About Salamander
Salamander is a Master of Fine Arts thesis
film at the American Film Institute. It is a very personal film about
gaining maturity and the
quest to understand love and sex. By turns humorous and tragic, the
film follows John and Sarah, a young couple on the verge of either
a breakthrough or a breakdown in their strained relationship.

John is haunted by Sarah’s previous lover, Brett, who is
now a successful sex manual illustrator. As John digs deeper into
Sarah’s
past, he becomes increasingly obsessed with the details of
her relationship with Brett. Sarah, disgusted and hurt by John’s
obsession, tries to re-focus his energy on their current relationship.

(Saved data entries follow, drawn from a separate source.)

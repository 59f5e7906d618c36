use serde::{Deserialize, Serialize};

use crate::users::model::{Role, UserId};

/// JWT payload bound to a user identity.
#[derive(Debug, Clone, PartialEq, Serialize, Deserialize)]
pub struct Claims {
    pub user_id: UserId,
    pub email: String,
    pub role: Role,
    pub sub: String, // email
    pub iss: String,
    pub aud: String,
    pub iat: i64,
    pub nbf: i64,
    pub exp: i64,
}

impl Claims {
    pub fn identity(&self) -> Identity {
        Identity {
            user_id: self.user_id,
            email: self.email.clone(),
            role: self.role,
        }
    }
}

/// The authenticated caller, passed explicitly into service calls.
#[derive(Debug, Clone, PartialEq, Eq)]
pub struct Identity {
    pub user_id: UserId,
    pub email: String,
    pub role: Role,
}

impl Identity {
    pub fn is_admin(&self) -> bool {
        self.role.is_admin()
    }
}
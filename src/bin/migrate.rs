use std::process::ExitCode;

use accountd::{
    config::AppConfig,
    db::Connection,
    migration::{registry, Migrator},
    telemetry,
};
use anyhow::Context;
use clap::Parser;
use tracing::error;

/// Applies pending schema migrations, then the seeders for the environment.
#[derive(Parser)]
#[command(name = "migrate", about = "Database migrations and seeders for accountd")]
struct Cli {
    /// List pending migrations without applying anything.
    #[arg(long, conflicts_with = "dry_run")]
    check: bool,

    /// Show pending migrations and which seeders would run or be skipped.
    #[arg(long)]
    dry_run: bool,

    /// Environment used to select seeders. Defaults to APP_ENV.
    #[arg(long)]
    env: Option<String>,
}

#[tokio::main]
async fn main() -> ExitCode {
    let cli = Cli::parse();
    match run(cli).await {
        Ok(()) => ExitCode::SUCCESS,
        Err(e) => {
            error!(error = ?e, "migrate failed");
            eprintln!("error: {e:#}");
            ExitCode::FAILURE
        }
    }
}

async fn run(cli: Cli) -> anyhow::Result<()> {
    let config = AppConfig::from_env().context("failed to load config")?;
    telemetry::init();
    let env = cli.env.unwrap_or(config.env);

    let conn = Connection::connect(&config.database)
        .await
        .context("failed to connect to database")?;
    let migrator = registry::migrator(conn.clone());

    let result = if cli.check {
        check(&migrator).await
    } else if cli.dry_run {
        dry_run(&migrator, &env).await
    } else {
        let report = migrator.run(&env).await;
        report.map(|r| {
            println!(
                "applied {} migration(s), {} already applied",
                r.applied.len(),
                r.skipped.len()
            );
        })
    };

    conn.close().await;
    result
}

async fn check(migrator: &Migrator) -> anyhow::Result<()> {
    let pending = migrator.pending().await?;
    if pending.is_empty() {
        println!("no pending migrations");
        return Ok(());
    }
    for p in &pending {
        println!("pending: {} - {}", p.version, p.description);
    }
    println!("{} pending migration(s)", pending.len());
    Ok(())
}

async fn dry_run(migrator: &Migrator, env: &str) -> anyhow::Result<()> {
    let plan = migrator.plan(env).await?;
    println!("migrations that would run:");
    if plan.pending.is_empty() {
        println!("  none");
    }
    for p in &plan.pending {
        println!("  {} - {}", p.version, p.description);
    }
    println!("seeders for environment {}:", plan.env);
    for name in &plan.seeders_to_run {
        println!("  would run: {name}");
    }
    for name in &plan.seeders_skipped {
        println!("  would skip: {name}");
    }
    Ok(())
}
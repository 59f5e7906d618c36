use std::net::SocketAddr;

use axum::{extract::State, routing::get, Router};
use serde_json::{json, Value};
use tokio::signal;
use tower_http::{cors::CorsLayer, trace::TraceLayer};

use crate::{
    auth,
    error::{Error, Result},
    response::ApiResponse,
    state::AppState,
    users,
};

pub fn build_app(state: AppState) -> Router {
    Router::new()
        .route("/health", get(health))
        .nest(
            "/api/v1",
            Router::new().merge(auth::router()).merge(users::router()),
        )
        .with_state(state)
        .layer(CorsLayer::permissive())
        .layer(
            TraceLayer::new_for_http()
                .make_span_with(|req: &axum::http::Request<_>| {
                    let method = req.method().clone();
                    let uri = req.uri().clone();
                    tracing::info_span!("http_request", %method, uri = %uri, status = tracing::field::Empty)
                })
                .on_response(
                    |res: &axum::http::Response<_>,
                     latency: std::time::Duration,
                     span: &tracing::Span| {
                        let status = res.status();
                        span.record("status", tracing::field::display(status));
                        let latency_ms = latency.as_millis() as u64;
                        if status.is_server_error() {
                            tracing::error!(%status, latency_ms, "response");
                        } else {
                            tracing::info!(%status, latency_ms, "response");
                        }
                    },
                ),
        )
}

async fn health(State(state): State<AppState>) -> Result<ApiResponse<Value>> {
    state
        .conn
        .health()
        .await
        .map_err(|e| Error::storage("health check failed", e))?;
    Ok(ApiResponse::ok(json!({
        "status": "ok",
        "driver": state.conn.driver().to_string(),
    })))
}

pub async fn serve(app: Router, addr: &str) -> anyhow::Result<()> {
    let addr: SocketAddr = addr.parse()?;
    tracing::info!("listening on {}", addr);
    let listener = tokio::net::TcpListener::bind(addr).await?;
    axum::serve(listener, app)
        .with_graceful_shutdown(shutdown_signal())
        .await?;
    Ok(())
}

async fn shutdown_signal() {
    if let Err(e) = signal::ctrl_c().await {
        tracing::error!(error = %e, "failed to listen for shutdown signal");
        return;
    }
    tracing::info!("shutdown signal received");
}

#[cfg(test)]
mod tests {
    use super::*;
    use crate::{
        config::AppConfig,
        db::memory_connection,
        migration::{migrations::CreateUsersTable, Migration},
    };
    use axum::{
        body::{to_bytes, Body},
        http::{header, Method, Request, StatusCode},
    };
    use std::sync::Arc;
    use tower::ServiceExt;

    async fn app() -> Router {
        let config = AppConfig::from_lookup(|key| match key {
            "JWT_SECRET" => Some("test-secret".into()),
            _ => None,
        })
        .unwrap();
        let conn = memory_connection("fx_").await;
        CreateUsersTable.up(&conn).await.unwrap();
        build_app(AppState::from_parts(Arc::new(config), conn))
    }

    async fn call(
        app: &Router,
        method: Method,
        uri: &str,
        token: Option<&str>,
        body: Option<Value>,
    ) -> (StatusCode, Value) {
        let mut req = Request::builder().method(method).uri(uri);
        if let Some(token) = token {
            req = req.header(header::AUTHORIZATION, format!("Bearer {token}"));
        }
        let req = match body {
            Some(body) => req
                .header(header::CONTENT_TYPE, "application/json")
                .body(Body::from(body.to_string())),
            None => req.body(Body::empty()),
        }
        .unwrap();
        let res = app.clone().oneshot(req).await.unwrap();
        let status = res.status();
        let bytes = to_bytes(res.into_body(), usize::MAX).await.unwrap();
        let json = if bytes.is_empty() {
            Value::Null
        } else {
            serde_json::from_slice(&bytes).unwrap()
        };
        (status, json)
    }

    async fn register_and_login(app: &Router, email: &str, role: &str) -> String {
        let (status, _) = call(
            app,
            Method::POST,
            "/api/v1/auth/register",
            None,
            Some(json!({
                "email": email,
                "password": "password123",
                "name": "Test Person",
                "role": role,
            })),
        )
        .await;
        assert_eq!(status, StatusCode::CREATED);
        let (status, body) = call(
            app,
            Method::POST,
            "/api/v1/auth/login",
            None,
            Some(json!({ "email": email, "password": "password123" })),
        )
        .await;
        assert_eq!(status, StatusCode::OK);
        body["data"]["token"].as_str().unwrap().to_owned()
    }

    #[tokio::test]
    async fn health_reports_the_driver() {
        let app = app().await;
        let (status, body) = call(&app, Method::GET, "/health", None, None).await;
        assert_eq!(status, StatusCode::OK);
        assert_eq!(body["success"], true);
        assert_eq!(body["data"]["driver"], "sqlite");
    }

    #[tokio::test]
    async fn register_conflict_and_login_envelope() {
        let app = app().await;
        let token = register_and_login(&app, "alice@example.com", "user").await;
        assert!(!token.is_empty());

        let (status, body) = call(
            &app,
            Method::POST,
            "/api/v1/auth/register",
            None,
            Some(json!({
                "email": "ALICE@example.com",
                "password": "password123",
                "name": "Alice Again",
            })),
        )
        .await;
        assert_eq!(status, StatusCode::CONFLICT);
        assert_eq!(body["success"], false);
        assert_eq!(body["error"]["code"], "ALREADY_EXISTS");

        let (status, body) = call(
            &app,
            Method::POST,
            "/api/v1/auth/login",
            None,
            Some(json!({ "email": "alice@example.com", "password": "nope-nope" })),
        )
        .await;
        assert_eq!(status, StatusCode::UNAUTHORIZED);
        assert_eq!(body["error"]["code"], "INVALID_PASSWORD");
    }

    #[tokio::test]
    async fn malformed_bodies_use_the_error_envelope() {
        let app = app().await;
        let req = Request::builder()
            .method(Method::POST)
            .uri("/api/v1/auth/login")
            .header(header::CONTENT_TYPE, "application/json")
            .body(Body::from("{not json"))
            .unwrap();
        let res = app.clone().oneshot(req).await.unwrap();
        assert_eq!(res.status(), StatusCode::BAD_REQUEST);
        let bytes = to_bytes(res.into_body(), usize::MAX).await.unwrap();
        let body: Value = serde_json::from_slice(&bytes).unwrap();
        assert_eq!(body["success"], false);
        assert_eq!(body["error"]["code"], "VALIDATION_ERROR");

        let (status, body) = call(
            &app,
            Method::POST,
            "/api/v1/auth/register",
            None,
            Some(json!({ "email": "x@example.com" })),
        )
        .await;
        assert_eq!(status, StatusCode::BAD_REQUEST);
        assert_eq!(body["error"]["code"], "VALIDATION_ERROR");
    }

    #[tokio::test]
    async fn profile_requires_a_valid_token() {
        let app = app().await;
        let (status, body) = call(&app, Method::GET, "/api/v1/auth/profile", None, None).await;
        assert_eq!(status, StatusCode::UNAUTHORIZED);
        assert_eq!(body["error"]["code"], "UNAUTHORIZED");

        let (status, body) =
            call(&app, Method::GET, "/api/v1/auth/profile", Some("garbage"), None).await;
        assert_eq!(status, StatusCode::UNAUTHORIZED);
        assert_eq!(body["error"]["code"], "INVALID_TOKEN");

        let token = register_and_login(&app, "bob@example.com", "user").await;
        let (status, body) =
            call(&app, Method::GET, "/api/v1/auth/profile", Some(&token), None).await;
        assert_eq!(status, StatusCode::OK);
        assert_eq!(body["data"]["email"], "bob@example.com");
        assert!(body["data"].get("password_hash").is_none());

        let (status, body) = call(
            &app,
            Method::PUT,
            "/api/v1/auth/profile",
            Some(&token),
            Some(json!({ "name": "Bobby" })),
        )
        .await;
        assert_eq!(status, StatusCode::OK);
        assert_eq!(body["data"]["name"], "Bobby");
    }

    #[tokio::test]
    async fn fresh_token_refresh_is_a_validation_error() {
        let app = app().await;
        let token = register_and_login(&app, "carol@example.com", "user").await;
        let (status, body) =
            call(&app, Method::POST, "/api/v1/auth/refresh", Some(&token), None).await;
        assert_eq!(status, StatusCode::BAD_REQUEST);
        assert_eq!(body["error"]["code"], "VALIDATION_ERROR");
    }

    #[tokio::test]
    async fn admin_routes_are_role_gated_and_paginated() {
        let app = app().await;
        let user_token = register_and_login(&app, "dan@example.com", "user").await;
        let admin_token = register_and_login(&app, "root@example.com", "admin").await;

        let (status, body) =
            call(&app, Method::GET, "/api/v1/users", Some(&user_token), None).await;
        assert_eq!(status, StatusCode::FORBIDDEN);
        assert_eq!(body["error"]["code"], "FORBIDDEN");

        let (status, body) = call(
            &app,
            Method::GET,
            "/api/v1/users?page=1&limit=1",
            Some(&admin_token),
            None,
        )
        .await;
        assert_eq!(status, StatusCode::OK);
        assert_eq!(body["data"].as_array().unwrap().len(), 1);
        assert_eq!(body["meta"]["total"], 2);
        assert_eq!(body["meta"]["pages"], 2);

        let (status, _) = call(
            &app,
            Method::GET,
            "/api/v1/users?limit=500",
            Some(&admin_token),
            None,
        )
        .await;
        assert_eq!(status, StatusCode::BAD_REQUEST);

        let (status, body) = call(
            &app,
            Method::GET,
            "/api/v1/users/search?q=DAN",
            Some(&admin_token),
            None,
        )
        .await;
        assert_eq!(status, StatusCode::OK);
        assert_eq!(body["meta"]["total"], 1);
        let dan_id = body["data"][0]["id"].as_i64().unwrap();

        let (status, body) = call(
            &app,
            Method::PUT,
            &format!("/api/v1/users/{dan_id}"),
            Some(&admin_token),
            Some(json!({ "active": false })),
        )
        .await;
        assert_eq!(status, StatusCode::OK);
        assert_eq!(body["data"]["active"], false);

        let (status, body) = call(
            &app,
            Method::POST,
            "/api/v1/auth/login",
            None,
            Some(json!({ "email": "dan@example.com", "password": "password123" })),
        )
        .await;
        assert_eq!(status, StatusCode::FORBIDDEN);
        assert_eq!(body["error"]["code"], "FORBIDDEN");

        let (status, _) = call(
            &app,
            Method::DELETE,
            &format!("/api/v1/users/{dan_id}"),
            Some(&admin_token),
            None,
        )
        .await;
        assert_eq!(status, StatusCode::NO_CONTENT);

        let (status, body) = call(
            &app,
            Method::GET,
            &format!("/api/v1/users/{dan_id}"),
            Some(&admin_token),
            None,
        )
        .await;
        assert_eq!(status, StatusCode::NOT_FOUND);
        assert_eq!(body["error"]["code"], "NOT_FOUND");
    }
}
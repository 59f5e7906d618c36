use std::sync::Arc;

use async_trait::async_trait;
use tracing::info;

use super::{ensure_user, SeedUser};
use crate::{
    auth::password::PasswordHasher,
    db::Connection,
    migration::Seeder,
    users::{model::Role, repo::build_repository},
};

const USERS: &[SeedUser] = &[
    SeedUser {
        email: "user1@example.com",
        password: "password123",
        name: "Test User One",
        role: Role::User,
        active: true,
    },
    SeedUser {
        email: "user2@example.com",
        password: "password123",
        name: "Test User Two",
        role: Role::User,
        active: true,
    },
    SeedUser {
        email: "inactive@example.com",
        password: "password123",
        name: "Inactive User",
        role: Role::User,
        active: false,
    },
];

/// Demo accounts for local development.
pub struct TestUsersSeeder {
    hasher: Arc<dyn PasswordHasher>,
}

impl TestUsersSeeder {
    pub fn new(hasher: Arc<dyn PasswordHasher>) -> Self {
        Self { hasher }
    }
}

#[async_trait]
impl Seeder for TestUsersSeeder {
    fn name(&self) -> &str {
        "TestUsersSeeder"
    }

    fn should_run(&self, env: &str) -> bool {
        env == "development"
    }

    async fn run(&self, conn: &Connection) -> anyhow::Result<()> {
        let repo = build_repository(conn);
        let mut created = 0;
        for seed in USERS {
            if ensure_user(repo.as_ref(), self.hasher.as_ref(), seed).await? {
                created += 1;
            }
        }
        info!(created, "test users seeded");
        Ok(())
    }
}
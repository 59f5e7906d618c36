use axum::{
    extract::State,
    http::StatusCode,
    routing::{get, post},
    Router,
};
use serde::Serialize;
use tracing::instrument;

use crate::{
    auth::{
        claims::Identity,
        extractors::{BearerToken, JsonBody},
    },
    error::Result,
    response::ApiResponse,
    state::AppState,
    users::model::{AuthResponse, LoginRequest, RegisterRequest, UpdateProfileRequest, UserView},
};

pub fn auth_routes() -> Router<AppState> {
    Router::new()
        .route("/auth/register", post(register))
        .route("/auth/login", post(login))
        .route("/auth/refresh", post(refresh))
        .route("/auth/profile", get(get_profile).put(update_profile))
}

#[derive(Debug, Serialize)]
pub struct TokenResponse {
    pub token: String,
}

#[instrument(skip(state, payload))]
pub async fn register(
    State(state): State<AppState>,
    JsonBody(payload): JsonBody<RegisterRequest>,
) -> Result<(StatusCode, ApiResponse<UserView>)> {
    let user = state.users.register(payload).await?;
    Ok((StatusCode::CREATED, ApiResponse::ok(user)))
}

#[instrument(skip(state, payload))]
pub async fn login(
    State(state): State<AppState>,
    JsonBody(payload): JsonBody<LoginRequest>,
) -> Result<ApiResponse<AuthResponse>> {
    Ok(ApiResponse::ok(state.users.login(payload).await?))
}

#[instrument(skip(state, token))]
pub async fn refresh(
    State(state): State<AppState>,
    BearerToken(token): BearerToken,
) -> Result<ApiResponse<TokenResponse>> {
    let token = state.users.refresh(&token)?;
    Ok(ApiResponse::ok(TokenResponse { token }))
}

#[instrument(skip(state, identity), fields(user_id = identity.user_id))]
pub async fn get_profile(
    State(state): State<AppState>,
    identity: Identity,
) -> Result<ApiResponse<UserView>> {
    Ok(ApiResponse::ok(state.users.get_profile(&identity).await?))
}

#[instrument(skip(state, identity, payload), fields(user_id = identity.user_id))]
pub async fn update_profile(
    State(state): State<AppState>,
    identity: Identity,
    JsonBody(payload): JsonBody<UpdateProfileRequest>,
) -> Result<ApiResponse<UserView>> {
    Ok(ApiResponse::ok(
        state.users.update_profile(&identity, payload).await?,
    ))
}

 They discover that both of
their goals could potentially be realized by re-enacting moments
from Sarah’s relationship with Brett.
But when they do so, it plummets them into a vicious cycle of fixation
and estrangement that threatens to overpower the love they feel
for one another.
It was our goal in making Salamander to
sensitively and realistically explore themes that are frequently
trivialized or sensationalized by feature films: the emotional
and sexual insecurities of the younger generation, the quest to
understand love, obsession with the past, and the sublimation
of sexual frustration.

The final film is 29 minutes in length, and is theatrically screenable
on 35mm film, in 5.1 Dolby Digital Surround Sound.